Collected data entries:
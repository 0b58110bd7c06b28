use crate::core::currency::{CurrencyCode, CurrencyError, CurrencyNormalizer};
use crate::core::member::MemberId;
use crate::core::money::Money;
use crate::core::record::{ExpenseRecord, SettlementRecord, SplitStrategy};
use crate::split::rounding::{distribute, even_weights};
use rust_decimal::Decimal;
use serde::{Deserialize, Serialize};
use std::collections::BTreeMap;
use thiserror::Error;
use uuid::Uuid;

/// Errors raised while expanding a record into shares.
///
/// Malformed split definitions are rejected here, never coerced into
/// something that happens to add up.
#[derive(Debug, Error)]
pub enum SplitError {
    #[error(transparent)]
    Currency(#[from] CurrencyError),
    #[error("exact shares sum to {actual}, expected the record total {expected}")]
    ExactSumMismatch { expected: Money, actual: Money },
    #[error("paid amounts sum to {actual}, expected the record total {expected}")]
    PaidSumMismatch { expected: Money, actual: Money },
    #[error("split names no participants")]
    NoParticipants,
    #[error("percentages sum to {0}, expected exactly 100")]
    PercentageSum(Decimal),
    #[error("share weights sum to zero")]
    ZeroWeightTotal,
    #[error("negative percentage {value} for {member}")]
    NegativePercentage { member: MemberId, value: Decimal },
    #[error("negative amount {amount} for {member}")]
    NegativeAmount { member: MemberId, amount: Money },
}

/// The resolved form of one record: who is credited and who owes, in base
/// minor units.
///
/// Both sides sum exactly to the normalized record total. The net effect
/// on a member who both paid and owes is the algebraic sum of the two
/// sides.
#[derive(Debug, Clone, PartialEq, Serialize, Deserialize)]
pub struct Split {
    record: Uuid,
    paid: BTreeMap<MemberId, Money>,
    owed: BTreeMap<MemberId, Money>,
}

impl Split {
    /// The id of the record this split was expanded from.
    pub fn record(&self) -> Uuid {
        self.record
    }

    /// Credited amounts per payer. Sums to the normalized total.
    pub fn paid(&self) -> &BTreeMap<MemberId, Money> {
        &self.paid
    }

    /// Owed amounts per member. Sums to the normalized total.
    pub fn owed(&self) -> &BTreeMap<MemberId, Money> {
        &self.owed
    }

    /// The normalized record total in base minor units.
    pub fn total(&self) -> Money {
        self.owed.values().sum()
    }

    /// Signed per-member effect: positive means the member owes, negative
    /// means the member is owed. Always sums to zero.
    pub fn net_effects(&self) -> BTreeMap<MemberId, Money> {
        let mut effects: BTreeMap<MemberId, Money> = BTreeMap::new();
        for (member, amount) in &self.owed {
            *effects.entry(member.clone()).or_default() += *amount;
        }
        for (member, amount) in &self.paid {
            *effects.entry(member.clone()).or_default() -= *amount;
        }
        effects
    }
}

/// Expands ledger records into exact per-member shares.
///
/// Resolution is a pure function of the record: the record's total is
/// normalized into base minor units exactly once, and both the paid and
/// owed sides are carved out of that integer total with the shared
/// largest-remainder routine. No rounding ever leaks a minor unit, and
/// re-resolving the same record always produces the identical split.
///
/// # Examples
///
/// ```
/// use splitledger::core::currency::CurrencyCode;
/// use splitledger::core::member::{GroupId, MemberId};
/// use splitledger::core::money::Money;
/// use splitledger::core::record::{ExpenseRecord, SplitStrategy};
/// use splitledger::split::resolver::SplitResolver;
///
/// let resolver = SplitResolver::new(CurrencyCode::new("USD"));
/// let dinner = ExpenseRecord::new(
///     GroupId::new("trip"),
///     [(MemberId::new("alice"), Money::from_minor(9000))].into(),
///     Money::from_minor(9000),
///     CurrencyCode::new("USD"),
///     SplitStrategy::Equal {
///         among: vec![MemberId::new("alice"), MemberId::new("bob"), MemberId::new("carol")],
///     },
/// );
///
/// let split = resolver.resolve(&dinner).unwrap();
/// assert_eq!(split.owed()[&MemberId::new("bob")], Money::from_minor(3000));
/// assert_eq!(split.net_effects()[&MemberId::new("alice")], Money::from_minor(-6000));
/// ```
#[derive(Debug, Clone)]
pub struct SplitResolver {
    normalizer: CurrencyNormalizer,
}

impl SplitResolver {
    pub fn new(base: CurrencyCode) -> Self {
        Self {
            normalizer: CurrencyNormalizer::new(base),
        }
    }

    pub fn normalizer(&self) -> &CurrencyNormalizer {
        &self.normalizer
    }

    /// Expand one expense into its paid and owed sides.
    pub fn resolve(&self, record: &ExpenseRecord) -> Result<Split, SplitError> {
        let paid_total: Money = record.paid_by().values().sum();
        for (member, amount) in record.paid_by() {
            if amount.is_negative() {
                return Err(SplitError::NegativeAmount {
                    member: member.clone(),
                    amount: *amount,
                });
            }
        }
        if paid_total != record.total() {
            return Err(SplitError::PaidSumMismatch {
                expected: record.total(),
                actual: paid_total,
            });
        }

        let base_total =
            self.normalizer
                .normalize(record.total(), record.currency(), record.fx_rate())?;

        let paid_weights: BTreeMap<MemberId, Decimal> = record
            .paid_by()
            .iter()
            .map(|(m, amount)| (m.clone(), Decimal::from(amount.minor())))
            .collect();
        let paid = distribute(base_total, &paid_weights);

        let owed_weights = self.owed_weights(record)?;
        let owed = distribute(base_total, &owed_weights);

        Ok(Split {
            record: record.id(),
            paid,
            owed,
        })
    }

    /// Expand a settlement: the payer is credited, the receiver owes.
    pub fn resolve_settlement(&self, record: &SettlementRecord) -> Result<Split, SplitError> {
        let base_amount =
            self.normalizer
                .normalize(record.amount(), record.currency(), record.fx_rate())?;
        Ok(Split {
            record: record.id(),
            paid: [(record.from().clone(), base_amount)].into(),
            owed: [(record.to().clone(), base_amount)].into(),
        })
    }

    /// Validate the strategy inputs and turn them into distribution weights.
    fn owed_weights(
        &self,
        record: &ExpenseRecord,
    ) -> Result<BTreeMap<MemberId, Decimal>, SplitError> {
        match record.split() {
            SplitStrategy::Equal { among } => {
                if among.is_empty() {
                    return Err(SplitError::NoParticipants);
                }
                // Duplicate entries collapse to a single share.
                Ok(even_weights(among))
            }
            SplitStrategy::Percentage { shares } => {
                if shares.is_empty() {
                    return Err(SplitError::NoParticipants);
                }
                for (member, value) in shares {
                    if *value < Decimal::ZERO {
                        return Err(SplitError::NegativePercentage {
                            member: member.clone(),
                            value: *value,
                        });
                    }
                }
                let sum: Decimal = shares.values().copied().sum();
                if sum != Decimal::ONE_HUNDRED {
                    return Err(SplitError::PercentageSum(sum));
                }
                Ok(shares.clone())
            }
            SplitStrategy::Exact { amounts } => {
                if amounts.is_empty() {
                    return Err(SplitError::NoParticipants);
                }
                for (member, amount) in amounts {
                    if amount.is_negative() {
                        return Err(SplitError::NegativeAmount {
                            member: member.clone(),
                            amount: *amount,
                        });
                    }
                }
                let sum: Money = amounts.values().sum();
                if sum != record.total() {
                    return Err(SplitError::ExactSumMismatch {
                        expected: record.total(),
                        actual: sum,
                    });
                }
                Ok(amounts
                    .iter()
                    .map(|(m, amount)| (m.clone(), Decimal::from(amount.minor())))
                    .collect())
            }
            SplitStrategy::Shares { weights } => {
                if weights.is_empty() {
                    return Err(SplitError::NoParticipants);
                }
                if weights.values().all(|w| *w == 0) {
                    return Err(SplitError::ZeroWeightTotal);
                }
                Ok(weights
                    .iter()
                    .map(|(m, w)| (m.clone(), Decimal::from(*w)))
                    .collect())
            }
        }
    }
}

Exercise directions -
In this exercise, the data above is to be printed exactly.

Exercise answer -
repository 0b58110bd7c06b28
use crate::core::currency::{CurrencyCode, CurrencyError, CurrencyNormalizer};
use crate::core::member::MemberId;
use crate::core::money::Money;
use crate::core::record::{ExpenseRecord, SettlementRecord, SplitStrategy};
use crate::split::rounding::{distribute, even_weights};
use rust_decimal::Decimal;
use serde::{Deserialize, Serialize};
use std::collections::BTreeMap;
use thiserror::Error;
use uuid::Uuid;

/// Errors raised while expanding a record into shares.
///
/// Malformed split definitions are rejected here, never coerced into
/// something that happens to add up.
#[derive(Debug, Error)]
pub enum SplitError {
    #[error(transparent)]
    Currency(#[from] CurrencyError),
    #[error("exact shares sum to {actual}, expected the record total {expected}")]
    ExactSumMismatch { expected: Money, actual: Money },
    #[error("paid amounts sum to {actual}, expected the record total {expected}")]
    PaidSumMismatch { expected: Money, actual: Money },
    #[error("split names no participants")]
    NoParticipants,
    #[error("percentages sum to {0}, expected exactly 100")]
    PercentageSum(Decimal),
    #[error("share weights sum to zero")]
    ZeroWeightTotal,
    #[error("negative percentage {value} for {member}")]
    NegativePercentage { member: MemberId, value: Decimal },
    #[error("negative amount {amount} for {member}")]
    NegativeAmount { member: MemberId, amount: Money },
}

/// The resolved form of one record: who is credited and who owes, in base
/// minor units.
///
/// Both sides sum exactly to the normalized record total. The net effect
/// on a member who both paid and owes is the algebraic sum of the two
/// sides.
#[derive(Debug, Clone, PartialEq, Serialize, Deserialize)]
pub struct Split {
    record: Uuid,
    paid: BTreeMap<MemberId, Money>,
    owed: BTreeMap<MemberId, Money>,
}

impl Split {
    /// The id of the record this split was expanded from.
    pub fn record(&self) -> Uuid {
        self.record
    }

    /// Credited amounts per payer. Sums to the normalized total.
    pub fn paid(&self) -> &BTreeMap<MemberId, Money> {
        &self.paid
    }

    /// Owed amounts per member. Sums to the normalized total.
    pub fn owed(&self) -> &BTreeMap<MemberId, Money> {
        &self.owed
    }

    /// The normalized record total in base minor units.
    pub fn total(&self) -> Money {
        self.owed.values().sum()
    }

    /// Signed per-member effect: positive means the member owes, negative
    /// means the member is owed. Always sums to zero.
    pub fn net_effects(&self) -> BTreeMap<MemberId, Money> {
        let mut effects: BTreeMap<MemberId, Money> = BTreeMap::new();
        for (member, amount) in &self.owed {
            *effects.entry(member.clone()).or_default() += *amount;
        }
        for (member, amount) in &self.paid {
            *effects.entry(member.clone()).or_default() -= *amount;
        }
        effects
    }
}

/// Expands ledger records into exact per-member shares.
///
/// Resolution is a pure function of the record: the record's total is
/// normalized into base minor units exactly once, and both the paid and
/// owed sides are carved out of that integer total with the shared
/// largest-remainder routine. No rounding ever leaks a minor unit, and
/// re-resolving the same record always produces the identical split.
///
/// # Examples
///
/// ```
/// use splitledger::core::currency::CurrencyCode;
/// use splitledger::core::member::{GroupId, MemberId};
/// use splitledger::core::money::Money;
/// use splitledger::core::record::{ExpenseRecord, SplitStrategy};
/// use splitledger::split::resolver::SplitResolver;
///
/// let resolver = SplitResolver::new(CurrencyCode::new("USD"));
/// let dinner = ExpenseRecord::new(
///     GroupId::new("trip"),
///     [(MemberId::new("alice"), Money::from_minor(9000))].into(),
///     Money::from_minor(9000),
///     CurrencyCode::new("USD"),
///     SplitStrategy::Equal {
///         among: vec![MemberId::new("alice"), MemberId::new("bob"), MemberId::new("carol")],
///     },
/// );
///
/// let split = resolver.resolve(&dinner).unwrap();
/// assert_eq!(split.owed()[&MemberId::new("bob")], Money::from_minor(3000));
/// assert_eq!(split.net_effects()[&MemberId::new("alice")], Money::from_minor(-6000));
/// ```
#[derive(Debug, Clone)]
pub struct SplitResolver {
    normalizer: CurrencyNormalizer,
}

impl SplitResolver {
    pub fn new(base: CurrencyCode) -> Self {
        Self {
            normalizer: CurrencyNormalizer::new(base),
        }
    }

    pub fn normalizer(&self) -> &CurrencyNormalizer {
        &self.normalizer
    }

    /// Expand one expense into its paid and owed sides.
    pub fn resolve(&self, record: &ExpenseRecord) -> Result<Split, SplitError> {
        let paid_total: Money = record.paid_by().values().sum();
        for (member, amount) in record.paid_by() {
            if amount.is_negative() {
                return Err(SplitError::NegativeAmount {
                    member: member.clone(),
                    amount: *amount,
                });
            }
        }
        if paid_total != record.total() {
            return Err(SplitError::PaidSumMismatch {
                expected: record.total(),
                actual: paid_total,
            });
        }

        let base_total =
            self.normalizer
                .normalize(record.total(), record.currency(), record.fx_rate())?;

        let paid_weights: BTreeMap<MemberId, Decimal> = record
            .paid_by()
            .iter()
            .map(|(m, amount)| (m.clone(), Decimal::from(amount.minor())))
            .collect();
        let paid = distribute(base_total, &paid_weights);

        let owed_weights = self.owed_weights(record)?;
        let owed = distribute(base_total, &owed_weights);

        Ok(Split {
            record: record.id(),
            paid,
            owed,
        })
    }

    /// Expand a settlement: the payer is credited, the receiver owes.
    pub fn resolve_settlement(&self, record: &SettlementRecord) -> Result<Split, SplitError> {
        let base_amount =
            self.normalizer
                .normalize(record.amount(), record.currency(), record.fx_rate())?;
        Ok(Split {
            record: record.id(),
            paid: [(record.from().clone(), base_amount)].into(),
            owed: [(record.to().clone(), base_amount)].into(),
        })
    }

    /// Validate the strategy inputs and turn them into distribution weights.
    fn owed_weights(
        &self,
        record: &ExpenseRecord,
    ) -> Result<BTreeMap<MemberId, Decimal>, SplitError> {
        match record.split() {
            SplitStrategy::Equal { among } => {
                if among.is_empty() {
                    return Err(SplitError::NoParticipants);
                }
                // Duplicate entries collapse to a single share.
                Ok(even_weights(among))
            }
            SplitStrategy::Percentage { shares } => {
                if shares.is_empty() {
                    return Err(SplitError::NoParticipants);
                }
                for (member, value) in shares {
                    if *value < Decimal::ZERO {
                        return Err(SplitError::NegativePercentage {
                            member: member.clone(),
                            value: *value,
                        });
                    }
                }
                let sum: Decimal = shares.values().copied().sum();
                if sum != Decimal::ONE_HUNDRED {
                    return Err(SplitError::PercentageSum(sum));
                }
                Ok(shares.clone())
            }
            SplitStrategy::Exact { amounts } => {
                if amounts.is_empty() {
                    return Err(SplitError::NoParticipants);
                }
                for (member, amount) in amounts {
                    if amount.is_negative() {
                        return Err(SplitError::NegativeAmount {
                            member: member.clone(),
                            amount: *amount,
                        });
                    }
                }
                let sum: Money = amounts.values().sum();
                if sum != record.total() {
                    return Err(SplitError::ExactSumMismatch {
                        expected: record.total(),
                        actual: sum,
                    });
                }
                Ok(amounts
                    .iter()
                    .map(|(m, amount)| (m.clone(), Decimal::from(amount.minor())))
                    .collect())
            }
            SplitStrategy::Shares { weights } => {
                if weights.is_empty() {
                    return Err(SplitError::NoParticipants);
                }
                if weights.values().all(|w| *w == 0) {
                    return Err(SplitError::ZeroWeightTotal);
                }
                Ok(weights
                    .iter()
                    .map(|(m, w)| (m.clone(), Decimal::from(*w)))
                    .collect())
            }
        }
    }
}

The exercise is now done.